En un trabajo en el que tus superiores te manden, te digan lo que debes hacer el 100 por ciento del tiempo, no deja ni un mínimo de espacio para pensar de manera libre, para poder desarrollar nuestras propias ideas sobre lo que sería posible. Sin esa autonomía, la motivación decrece hasta tal punto que, a las primeras de cambio, cualquier oferta similar nos hará dar el salto a un trabajo nuevo o, lo que es lo mismo para estos trabajadores, un cheque a fin de mes. Obviamente, casi ninguno de estos empleados pasarán el suficiente tiempo en estas tareas como para convertirses en maestros de nada. 

COMPETENCIA

Lo que nos lleva al segundo punto: la competencia. Un requisito indispensable para disfrutar de esa pasión en el trabajo es lograr ser competente en lo que hacemos, haber adquirido un nivel alto en las habilidades requeridas.
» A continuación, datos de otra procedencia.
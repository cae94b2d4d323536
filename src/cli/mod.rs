//! CLI Module for snipvault
//! Thin presentation layer over the snippet repository: parses arguments,
//! drives the repository and edit session, and prints coloured output.

pub mod commands;

use color_eyre::Result;
use colored::{ColoredString, Colorize};
use snipvault::{Config, SnippetRepository, StorageManager};
use std::collections::{HashMap, HashSet};

/// Options that take no value
const SWITCHES: &[&str] = &["overwrite"];

pub fn bar() -> ColoredString {
    "┃".bright_magenta()
}

/// The opened snippet store plus the settings it was opened with
pub struct Vault {
    pub config: Config,
    pub repo: SnippetRepository<StorageManager>,
}

impl Vault {
    pub fn open(config: Config) -> Result<Self> {
        let storage = StorageManager::new(config.resolved_data_dir()?, &config.storage_key)?;
        let repo = SnippetRepository::load(storage);
        Ok(Self { config, repo })
    }
}

/// `--name value` options, bare switches and positional arguments
#[derive(Debug, Default)]
pub struct ParsedArgs {
    positional: Vec<String>,
    options: HashMap<String, String>,
    switches: HashSet<String>,
}

impl ParsedArgs {
    pub fn parse(args: &[String]) -> Self {
        let mut parsed = ParsedArgs::default();
        let mut iter = args.iter();

        while let Some(arg) = iter.next() {
            match arg.strip_prefix("--") {
                Some(name) if SWITCHES.contains(&name) => {
                    parsed.switches.insert(name.to_string());
                }
                Some(name) => match name.split_once('=') {
                    Some((key, value)) => {
                        parsed.options.insert(key.to_string(), value.to_string());
                    }
                    None => {
                        let value = iter.next().cloned().unwrap_or_default();
                        parsed.options.insert(name.to_string(), value);
                    }
                },
                None => parsed.positional.push(arg.clone()),
            }
        }

        parsed
    }

    pub fn positional(&self, index: usize) -> Option<&str> {
        self.positional.get(index).map(String::as_str)
    }

    pub fn option(&self, name: &str) -> Option<&str> {
        self.options.get(name).map(String::as_str)
    }

    pub fn switch(&self, name: &str) -> bool {
        self.switches.contains(name)
    }
}

/// Executes CLI commands based on the provided arguments
pub fn execute_cli(args: &[String], config: Config) -> Result<()> {
    let Some(command) = args.first() else {
        print_help();
        return Ok(());
    };
    let rest = ParsedArgs::parse(&args[1..]);

    match command.as_str() {
        "list" | "ls" => commands::list_snippets(&Vault::open(config)?, &rest)?,
        "search" | "find" => commands::search_snippets(&Vault::open(config)?, &rest)?,
        "show" | "view" | "cat" => commands::show_snippet(&Vault::open(config)?, &rest)?,
        "add" | "new" => commands::add_snippet(&mut Vault::open(config)?, &rest)?,
        "edit" => commands::edit_snippet(&mut Vault::open(config)?, &rest)?,
        "delete" | "rm" => commands::delete_snippet(&mut Vault::open(config)?, &rest)?,
        "copy" | "cp" => commands::copy_to_clipboard(&Vault::open(config)?, &rest)?,
        "export" => commands::export_to_file(&Vault::open(config)?, &rest)?,
        "import" => commands::import_from_file(&mut Vault::open(config)?, &rest)?,
        "languages" | "langs" => commands::list_languages(),
        "help" | "--help" | "-h" => print_help(),
        other => {
            println!("{}  Unknown command: {}", bar(), other);
            print_help();
        }
    }

    Ok(())
}

/// Prints the help message with available commands
fn print_help() {
    println!("{}  {}", bar(), "SNIPVAULT - CODE SNIPPET MANAGER".bold());
    println!("{}  {}", bar(), "USAGE:".bright_yellow());
    println!("{}  snipvault [COMMAND] [ARGS]", bar());
    println!("{}  {}", bar(), "COMMANDS:".bright_yellow());

    let commands = [
        ("list, ls [--lang L]", "List snippets, newest first"),
        ("search <QUERY> [--lang L]", "Search title, tags, code and description"),
        ("show <ID>", "Display a snippet (unique ID prefix works)"),
        ("add --title T", "Add a snippet; code from --file or stdin"),
        ("edit <ID> [FIELDS]", "Change --title, --lang, --tags, --desc, --file"),
        ("delete, rm <ID>", "Delete a snippet"),
        ("copy, cp <ID>", "Copy a snippet's code to the clipboard"),
        ("export <PATH>", "Export all snippets (.json or .yaml)"),
        ("import <PATH> [--overwrite]", "Merge snippets from an export"),
        ("languages", "List supported languages"),
        ("help", "Display this help message"),
    ];
    for (usage, description) in commands {
        println!("{}  {:<30} {}", bar(), usage.bright_white(), description);
    }

    println!("{}  {}", bar(), "TIP:".bright_green());
    println!(
        "{}  Set SNIPVAULT_DATA_DIR or data_dir in config.toml to use another store",
        bar()
    );
}

#[cfg(test)]
mod tests {
    use super::*;

    fn args(raw: &[&str]) -> Vec<String> {
        raw.iter().map(|s| s.to_string()).collect()
    }

    #[test]
    fn test_parse_mixed_arguments() {
        let parsed = ParsedArgs::parse(&args(&[
            "abc", "--lang", "python", "--tags=a,b", "--overwrite", "extra",
        ]));

        assert_eq!(parsed.positional(0), Some("abc"));
        assert_eq!(parsed.positional(1), Some("extra"));
        assert_eq!(parsed.option("lang"), Some("python"));
        assert_eq!(parsed.option("tags"), Some("a,b"));
        assert!(parsed.switch("overwrite"));
        assert!(!parsed.switch("lang"));
    }

    #[test]
    fn test_trailing_option_without_value() {
        let parsed = ParsedArgs::parse(&args(&["--title"]));
        assert_eq!(parsed.option("title"), Some(""));
    }
}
Y, por muy inteligentes y rápidos que seamos, convertirse en alguien competente en cualquier campo laboral require tiempo, tiempo para aprender, practicar, y llegar a formar nuestras propias ideas y técnicas sobre nuestro oficio, a la vez que somos capaces de compartir esa competencia con compañeros de trabajo o logrando mejorar la vida de nuestros clientes.

 

COMPARTIR

En el tercer y último requisito, nos encontramos con el aspecto social, con la necesidad que tenemos todos los humanos de formar parte de un grupo. Si toda esa autonomía o libertad para mejorar, y toda esa competencia resulta en algo que solo nos beneficia a nosotros, algo que no compartimos con nadie, pues le faltará ese ingrediente que nos hace humanos. La capacidad de conectar con otros compañeros de profesión o incluso la capacidad para afectar de manera positiva otras vidas, nos aportará el granito final en la receta del trabajo ideal para optar, algún día, a sentir esa pasión por lo que hacemos.